First of all, Forever 21 has a men’s department that is somewhat respectable if you’re looking for a basic item like a white turtleneck or a long sleeve t-shirt to pair with a blazer. Secondly, Forever 21 on Michigan Avenue is relatively close to my office.
I figured I could scoot over to meet my friend, grab a turtleneck and then get home to watch football. What I ended up doing was failing to meet my friend at said Forever 21 because she happened to be at a Forever 21 that I did not know existed in another part of the city.
Google Maps only showed me the Forever 21 on Michigan Avenue, and so even when my friend texted me telling me to go to this other store on State Street, I shrugged it off thinking that she must be mistaken. She even looked me up on Snap Maps as I was in an Uber headed to the Michigan Avenue location and said, “I’m pretty sure you’re going the wrong way.”
To this, I merely responded, “I think you’re stoned out of your gourd right now. Relax, I’ll be there in a few minutes.”

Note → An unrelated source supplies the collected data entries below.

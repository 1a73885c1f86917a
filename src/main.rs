//! droidfrpd - run and manage the supervised FRP binary
//!
//! Usage:
//!   droidfrpd [--config <path>] run [--mode <client|server>]
//!   droidfrpd [--config <path>] import <mode> <file>
//!   droidfrpd [--config <path>] show-config <mode>
//!   droidfrpd [--config <path>] write-config <mode> < frpc.toml
//!   droidfrpd [--config <path>] settings
//!   droidfrpd [--config <path>] set auto-start <on|off>
//!   droidfrpd [--config <path>] set mode <client|server>
//!   droidfrpd [--config <path>] set log-level <trace|debug|info|warn|error>

use anyhow::Context;
use droidfrpd::autostart::AutoStartPolicy;
use droidfrpd::clock::{Clock, TokioClock};
use droidfrpd::config::Config;
use droidfrpd::config_store::ConfigStore;
use droidfrpd::log_view::LogView;
use droidfrpd::provision::BinaryAssets;
use droidfrpd::settings::{LogLevel, SettingsStore};
use droidfrpd::{Mode, Supervisor};
use std::io::Read;
use std::path::PathBuf;
use std::sync::Arc;
use std::time::Duration;
use tracing::{debug, info};

const VERSION: &str = env!("CARGO_PKG_VERSION");
const PKG_NAME: &str = env!("CARGO_PKG_NAME");

/// Interval at which the log buffer is drained to the terminal
const LOG_PUMP_INTERVAL: Duration = Duration::from_secs(1);

#[derive(Debug)]
enum Command {
    Run { mode: Option<Mode> },
    Import { mode: Mode, source: PathBuf },
    ShowConfig { mode: Mode },
    WriteConfig { mode: Mode },
    Settings,
    Set(SetCommand),
    Help,
    Version,
}

#[derive(Debug)]
enum SetCommand {
    AutoStart(bool),
    Mode(Mode),
    LogLevel(LogLevel),
}

#[tokio::main]
async fn main() -> anyhow::Result<()> {
    // Initialize logging
    tracing_subscriber::fmt()
        .with_env_filter(
            tracing_subscriber::EnvFilter::from_default_env()
                .add_directive("droidfrpd=debug".parse().expect("valid log directive")),
        )
        .init();

    let args: Vec<String> = std::env::args().skip(1).collect();
    let (config_path, rest) = split_config_flag(&args)?;

    let config = match &config_path {
        Some(path) => Config::load(path)
            .with_context(|| format!("Failed to load configuration {}", path.display()))?,
        None => Config::load_or_default(default_config_path())?,
    };

    match parse_command(&rest)? {
        Command::Help => print_help(),
        Command::Version => println!("{} {}", PKG_NAME, VERSION),
        Command::Run { mode } => run(&config, mode).await?,
        Command::Import { mode, source } => {
            let store = ConfigStore::new(config.data_dir());
            let dest = store.import(mode, &source)?;
            println!("Imported {} into {}", source.display(), dest.display());
        }
        Command::ShowConfig { mode } => {
            let store = ConfigStore::new(config.data_dir());
            store.ensure_default(mode)?;
            print!("{}", store.read_to_string(mode)?);
        }
        Command::WriteConfig { mode } => {
            let mut contents = Vec::new();
            std::io::stdin()
                .read_to_end(&mut contents)
                .context("Failed to read configuration from stdin")?;
            let store = ConfigStore::new(config.data_dir());
            store.write(mode, &contents)?;
            println!(
                "Wrote {} bytes to {}",
                contents.len(),
                store.path_for(mode).display()
            );
        }
        Command::Settings => {
            let settings = SettingsStore::in_dir(&config.data_dir()).load()?;
            println!("auto_start = {}", settings.auto_start);
            println!("mode       = {}", settings.mode);
            println!("log_level  = {}", settings.log_level);
        }
        Command::Set(cmd) => {
            let store = SettingsStore::in_dir(&config.data_dir());
            let settings = store.update(|s| match cmd {
                SetCommand::AutoStart(enabled) => s.auto_start = enabled,
                SetCommand::Mode(mode) => s.mode = mode,
                SetCommand::LogLevel(level) => s.log_level = level,
            })?;
            info!(
                auto_start = settings.auto_start,
                mode = %settings.mode,
                log_level = %settings.log_level,
                "Settings saved"
            );
        }
    }

    Ok(())
}

async fn run(config: &Config, mode: Option<Mode>) -> anyhow::Result<()> {
    let data_dir = config.data_dir();
    let assets_dir = config.assets_dir();
    std::fs::create_dir_all(&data_dir)
        .with_context(|| format!("Failed to create data directory {}", data_dir.display()))?;

    info!(name = PKG_NAME, version = VERSION, "Starting supervisor");
    info!(
        data_dir = %data_dir.display(),
        assets_dir = %assets_dir.display(),
        early_exit_window_ms = config.supervisor.early_exit_window_ms,
        liveness_interval_secs = config.supervisor.liveness_interval_secs,
        log_capacity = config.supervisor.log_capacity,
        "Supervisor configuration"
    );

    let assets = BinaryAssets::from_dir(&assets_dir)?;
    let clock: Arc<dyn Clock> = Arc::new(TokioClock::new());
    let supervisor = Supervisor::builder(&data_dir, assets)
        .config(config.supervisor.clone())
        .clock(Arc::clone(&clock))
        .build();

    // Boot signal: the policy decides whether to start on its own
    let policy = AutoStartPolicy::new(SettingsStore::in_dir(&data_dir), clock)
        .with_delay(config.auto_start.delay());
    let pending_auto_start = policy.on_system_ready(&supervisor);

    if let Some(mode) = mode {
        supervisor.start(mode).await;
    }

    let view = supervisor.view();
    let log_pump = tokio::spawn(async move {
        let mut log_view = LogView::new();
        let mut interval = tokio::time::interval(LOG_PUMP_INTERVAL);
        loop {
            interval.tick().await;
            for entry in log_view.refresh(&view) {
                println!("{}", entry);
            }
        }
    });

    wait_for_shutdown_signal().await?;

    if let Some(pending) = pending_auto_start {
        pending.cancel();
    }
    supervisor.stop().await;

    log_pump.abort();
    for entry in supervisor.view().drain_log() {
        println!("{}", entry);
    }

    info!("Shutdown complete");
    Ok(())
}

/// Wait for Ctrl+C or SIGTERM
#[cfg(unix)]
async fn wait_for_shutdown_signal() -> std::io::Result<()> {
    use tokio::signal::unix::{signal, SignalKind};

    let mut sigterm = signal(SignalKind::terminate())?;
    tokio::select! {
        result = tokio::signal::ctrl_c() => {
            result?;
            info!("Received SIGINT (Ctrl+C), shutting down...");
        }
        _ = sigterm.recv() => {
            info!("Received SIGTERM, shutting down...");
        }
    }
    Ok(())
}

#[cfg(not(unix))]
async fn wait_for_shutdown_signal() -> std::io::Result<()> {
    tokio::signal::ctrl_c().await?;
    info!("Received Ctrl+C, shutting down...");
    Ok(())
}

fn default_config_path() -> PathBuf {
    dirs_next::config_dir()
        .unwrap_or_else(|| PathBuf::from("."))
        .join(PKG_NAME)
        .join("config.toml")
}

/// Pull a `--config <path>` pair out of the arguments
fn split_config_flag(args: &[String]) -> anyhow::Result<(Option<PathBuf>, Vec<String>)> {
    let mut config = None;
    let mut rest = Vec::new();
    let mut iter = args.iter();
    while let Some(arg) = iter.next() {
        if arg == "--config" || arg == "-c" {
            let path = iter
                .next()
                .ok_or_else(|| anyhow::anyhow!("{} requires a path", arg))?;
            config = Some(PathBuf::from(path));
        } else {
            rest.push(arg.clone());
        }
    }
    debug!(config = ?config, "Parsed global flags");
    Ok((config, rest))
}

fn parse_command(args: &[String]) -> anyhow::Result<Command> {
    let Some(first) = args.first() else {
        return Ok(Command::Help);
    };

    let command = match first.as_str() {
        "help" | "--help" | "-h" => Command::Help,
        "version" | "--version" | "-v" => Command::Version,
        "run" | "start" => {
            let mode = match args.iter().position(|a| a == "--mode" || a == "-m") {
                Some(i) => Some(
                    args.get(i + 1)
                        .ok_or_else(|| anyhow::anyhow!("--mode requires a value"))?
                        .parse()?,
                ),
                None => None,
            };
            Command::Run { mode }
        }
        "import" => {
            let mode = required(args, 1, "mode")?.parse()?;
            let source = PathBuf::from(required(args, 2, "file")?);
            Command::Import { mode, source }
        }
        "show-config" | "config" => Command::ShowConfig {
            mode: required(args, 1, "mode")?.parse()?,
        },
        "write-config" => Command::WriteConfig {
            mode: required(args, 1, "mode")?.parse()?,
        },
        "settings" => Command::Settings,
        "set" => {
            let key = required(args, 1, "key")?;
            let value = required(args, 2, "value")?;
            let cmd = match key {
                "auto-start" | "auto_start" => SetCommand::AutoStart(parse_switch(value)?),
                "mode" => SetCommand::Mode(value.parse()?),
                "log-level" | "log_level" => SetCommand::LogLevel(value.parse()?),
                other => anyhow::bail!("Unknown setting '{}'", other),
            };
            Command::Set(cmd)
        }
        other => anyhow::bail!("Unknown command '{}' (try 'help')", other),
    };
    Ok(command)
}

fn required<'a>(args: &'a [String], index: usize, name: &str) -> anyhow::Result<&'a str> {
    args.get(index)
        .map(String::as_str)
        .ok_or_else(|| anyhow::anyhow!("Missing <{}> argument", name))
}

fn parse_switch(value: &str) -> anyhow::Result<bool> {
    match value.to_ascii_lowercase().as_str() {
        "on" | "true" | "yes" | "1" => Ok(true),
        "off" | "false" | "no" | "0" => Ok(false),
        other => anyhow::bail!("Expected on/off, got '{}'", other),
    }
}

fn print_help() {
    println!("{} {} - FRP supervisor", PKG_NAME, VERSION);
    println!();
    println!("USAGE:");
    println!("  {} [--config <path>] <command>", PKG_NAME);
    println!();
    println!("COMMANDS:");
    println!("  run [--mode <client|server>]   Run the supervisor until Ctrl+C");
    println!("  import <mode> <file>           Replace the configuration for a mode");
    println!("  show-config <mode>             Print the configuration for a mode");
    println!("  write-config <mode>            Replace the configuration from stdin");
    println!("  settings                       Show persisted settings");
    println!("  set auto-start <on|off>        Start on boot");
    println!("  set mode <client|server>       Mode used for auto-start");
    println!("  set log-level <level>          Stored log level (trace..error)");
    println!("  help | version");
}

#[cfg(test)]
mod tests {
    use super::*;

    fn args(list: &[&str]) -> Vec<String> {
        list.iter().map(|s| s.to_string()).collect()
    }

    #[test]
    fn test_split_config_flag() {
        let (config, rest) =
            split_config_flag(&args(&["--config", "/etc/frp.toml", "run"])).unwrap();
        assert_eq!(config, Some(PathBuf::from("/etc/frp.toml")));
        assert_eq!(rest, vec!["run"]);

        assert!(split_config_flag(&args(&["run", "--config"])).is_err());
    }

    #[test]
    fn test_parse_run() {
        match parse_command(&args(&["run", "--mode", "server"])).unwrap() {
            Command::Run { mode } => assert_eq!(mode, Some(Mode::Server)),
            other => panic!("unexpected {:?}", other),
        }
        match parse_command(&args(&["run"])).unwrap() {
            Command::Run { mode } => assert_eq!(mode, None),
            other => panic!("unexpected {:?}", other),
        }
    }

    #[test]
    fn test_parse_import_and_set() {
        match parse_command(&args(&["import", "client", "/tmp/frpc.toml"])).unwrap() {
            Command::Import { mode, source } => {
                assert_eq!(mode, Mode::Client);
                assert_eq!(source, PathBuf::from("/tmp/frpc.toml"));
            }
            other => panic!("unexpected {:?}", other),
        }
        assert!(matches!(
            parse_command(&args(&["set", "auto-start", "on"])).unwrap(),
            Command::Set(SetCommand::AutoStart(true))
        ));
        assert!(matches!(
            parse_command(&args(&["set", "log-level", "warn"])).unwrap(),
            Command::Set(SetCommand::LogLevel(LogLevel::Warn))
        ));
    }

    #[test]
    fn test_parse_write_config() {
        assert!(matches!(
            parse_command(&args(&["write-config", "frps"])).unwrap(),
            Command::WriteConfig { mode: Mode::Server }
        ));
        assert!(parse_command(&args(&["write-config"])).is_err());
    }

    #[test]
    fn test_parse_errors() {
        assert!(parse_command(&args(&["import", "client"])).is_err());
        assert!(parse_command(&args(&["set", "colour", "blue"])).is_err());
        assert!(parse_command(&args(&["frobnicate"])).is_err());
        assert!(matches!(parse_command(&[]).unwrap(), Command::Help));
    }
}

This all ended with her being extremely upset with yours truly. I called her while we were in separate Forever 21’s and said, “Eh, these things happen. Mistakes were made.” She said, “This is why you need to learn fucking street names. I’m not even mad – I’m just really fucking annoyed.”
But this is the price of doing business as with a 21st-century ignoramus like myself. As soon as someone begins telling me how to get somewhere my eyes gloss over. I say things silently in my head like, “Just give me the address so I can punch it into Google Maps, you idiot,” and “I have no earthly idea which way east is and which way west is.”
I love when people try to tell me where to go like I’m traveling the high seas in a goddamn pirate ship.
“Well you head east on Damen for about a quarter of a mile and then head south on Halsted for blah blah blah.”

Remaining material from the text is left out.